Based on Tracey Lett’s Tony Award-winning play, the film (also penned by Letts) centers on the broken Weston family. The cancer-stricken Violet (Meryl Streep) is heavily addicted to painkillers and unable to care for herself. When her husband Beverly (Sam Shepard) doesn’t return home one evening, she contacts her three daughters, whose arrival brings an array of issues to the surface.

There’s the dutiful Ivy (a fantastically understated Julianne Nicholson), the bitter and emotionally exhausted Barbara (Julia Roberts), who brings her estranged husband (Ewan McGregor) and angsty teen daughter (Abigail Breslin), and the delusional Karen (the comedically adept Juliette Lewis), who arrives with her narcissistic squeeze, Steve (Dermot Mulroney). It doesn’t take long before tensions become heightened, fights ensue and damaging comments are made.

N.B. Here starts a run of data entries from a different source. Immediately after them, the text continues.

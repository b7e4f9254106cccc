//! # Claims and Isolation
//!
//! One submission in flight per orchestrator; a transferred reward stays
//! claimed until the page is reloaded. Orchestrators on separate sessions
//! never see each other's state.

#[cfg(test)]
mod tests {
    use crate::fixtures::{Harness, FAUCET_APP};
    use faucet_runtime::{FaucetContainer, RuntimeConfig, SubmissionOutcome, SubmissionRequest};
    use fc_01_identity_resolver::ResolutionError;
    use fc_05_orchestrator::{
        CancelToken, FaucetApi, FaucetError, FaucetOrchestrator, Submission, SubmissionState,
        CLAIMED_MESSAGE,
    };
    use futures::future::join_all;
    use shared_store::{InMemoryNetwork, NetworkSession};
    use shared_types::{FaucetConfig, Rating};
    use std::collections::HashSet;
    use std::sync::Arc;
    use std::time::Duration;

    #[tokio::test]
    async fn test_second_submission_refused_while_in_flight() {
        let network = InMemoryNetwork::new().with_latency(Duration::from_millis(20));
        let harness = Harness::with_network(network, FaucetConfig::for_testing());
        let wallet = harness.sandbox.provision_wallet();
        let orchestrator = Arc::new(harness.orchestrator());
        let mut status = orchestrator.subscribe();

        let first = {
            let orchestrator = orchestrator.clone();
            let submission = Submission::new(&wallet.wallet_key, Rating::from_raw(5), "first");
            tokio::spawn(async move { orchestrator.submit(submission, CancelToken::never()).await })
        };
        let claimed = status
            .wait_for(|s| s.state == SubmissionState::Claimed)
            .await
            .unwrap()
            .clone();
        assert_eq!(claimed.message, CLAIMED_MESSAGE);

        let second = orchestrator
            .submit(
                Submission::new(&wallet.wallet_key, Rating::from_raw(1), "second"),
                CancelToken::never(),
            )
            .await;
        assert!(matches!(second, Err(FaucetError::SubmissionInFlight)));

        first.await.unwrap().expect("first submission completes");
        assert_eq!(orchestrator.status().state, SubmissionState::Transferred);
        assert_eq!(harness.minted_records(), 3);
        assert_eq!(harness.feedback(), vec!["[5 stars] first".to_string()]);
    }

    #[tokio::test]
    async fn test_transferred_reward_stays_claimed() {
        let harness = Harness::new(FaucetConfig::for_testing());
        let wallet = harness.sandbox.provision_wallet();
        let orchestrator = harness.orchestrator();

        orchestrator
            .submit(
                Submission::new(&wallet.wallet_key, Rating::from_raw(5), ""),
                CancelToken::never(),
            )
            .await
            .unwrap();
        let again = orchestrator
            .submit(
                Submission::new(&wallet.wallet_key, Rating::from_raw(5), ""),
                CancelToken::never(),
            )
            .await;

        assert!(matches!(again, Err(FaucetError::AlreadyClaimed)));
        assert_eq!(orchestrator.status().state, SubmissionState::Transferred);
        assert_eq!(harness.minted_records(), 3);
    }

    #[tokio::test]
    async fn test_empty_recipient_leaves_form_usable() {
        let harness = Harness::new(FaucetConfig::for_testing());
        let orchestrator = harness.orchestrator();

        let result = orchestrator
            .submit(Submission::new("   ", Rating::from_raw(5), "x"), CancelToken::never())
            .await;

        assert!(matches!(
            result,
            Err(FaucetError::Resolution(ResolutionError::EmptyIdentifier))
        ));
        assert_eq!(orchestrator.status().state, SubmissionState::Idle);
        assert_eq!(harness.network().operation_count(), 0);
    }

    #[tokio::test]
    async fn test_independent_orchestrators_do_not_interfere() {
        let harness = Harness::new(FaucetConfig::for_testing());
        let wallets: Vec<_> = (0..4).map(|_| harness.sandbox.provision_wallet()).collect();
        let orchestrators: Vec<FaucetOrchestrator> = (0..4)
            .map(|i| {
                let session: Arc<dyn NetworkSession> =
                    Arc::new(harness.network().session(format!("{}-{}", FAUCET_APP, i)));
                FaucetOrchestrator::standard(harness.config().clone(), session)
            })
            .collect();

        let receipts = join_all(orchestrators.iter().zip(&wallets).map(|(o, w)| {
            o.submit(
                Submission::new(&w.wallet_key, Rating::from_raw(3), "parallel"),
                CancelToken::never(),
            )
        }))
        .await;

        let mut all_tokens = HashSet::new();
        let outcomes = receipts.into_iter().zip(&wallets).zip(&orchestrators);
        for ((receipt, wallet), orchestrator) in outcomes {
            let receipt = receipt.expect("each submission succeeds");
            assert_eq!(receipt.inbox, wallet.inbox);
            assert_eq!(orchestrator.status().state, SubmissionState::Transferred);

            let notifications = harness.sandbox.read_notifications(wallet).unwrap();
            assert_eq!(notifications.len(), 1);
            assert_eq!(notifications[0].coin_ids, receipt.token_ids);
            all_tokens.extend(receipt.token_ids);
        }
        assert_eq!(all_tokens.len(), 12);
        assert_eq!(harness.minted_records(), 12);
        assert_eq!(harness.feedback().len(), 4);
    }

    #[tokio::test]
    async fn test_reload_through_container() {
        let harness = Harness::new(FaucetConfig::for_testing());
        let wallet = harness.sandbox.provision_wallet();
        let config = RuntimeConfig {
            faucet: harness.config().clone(),
            ..RuntimeConfig::default()
        };
        let container = FaucetContainer::bootstrap(config, harness.network())
            .await
            .unwrap();

        let line = format!(
            r#"{{"recipient": "{}", "rating": 5, "comments": "Great app"}}"#,
            wallet.wallet_key
        );
        let submission = SubmissionRequest::parse(&line).unwrap().into_submission();
        let id = submission.submission_id;

        let page = container.orchestrator();
        let result = page.submit(submission, CancelToken::never()).await;
        let outcome = SubmissionOutcome::completed(id, page.status(), result);
        let value: serde_json::Value = serde_json::from_str(&outcome.to_line()).unwrap();
        assert_eq!(value["status"]["state"], "transferred");
        assert_eq!(value["receipt"]["token_ids"].as_array().unwrap().len(), 3);

        // Same page refuses, a reloaded page accepts.
        let refused = page
            .submit(
                Submission::new(&wallet.wallet_key, Rating::none(), ""),
                CancelToken::never(),
            )
            .await;
        assert!(matches!(refused, Err(FaucetError::AlreadyClaimed)));
        container
            .orchestrator()
            .submit(
                Submission::new(&wallet.wallet_key, Rating::none(), ""),
                CancelToken::never(),
            )
            .await
            .unwrap();
        assert_eq!(harness.sandbox.read_notifications(&wallet).unwrap().len(), 2);
    }
}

Of course Streep masterfully captures Violet’s drug dependency and anguish but it’s difficult not to view her as the great Meryl Streep giving a performance. Roberts’ public persona, on the other hand, is a bit easier to ignore. The role requires her to be angry and joyless, characteristics she seldom exhibits on screen. That said, there are many questions to ponder about Barbara and few of them are answered by the film’s conclusion, making the character feel less developed.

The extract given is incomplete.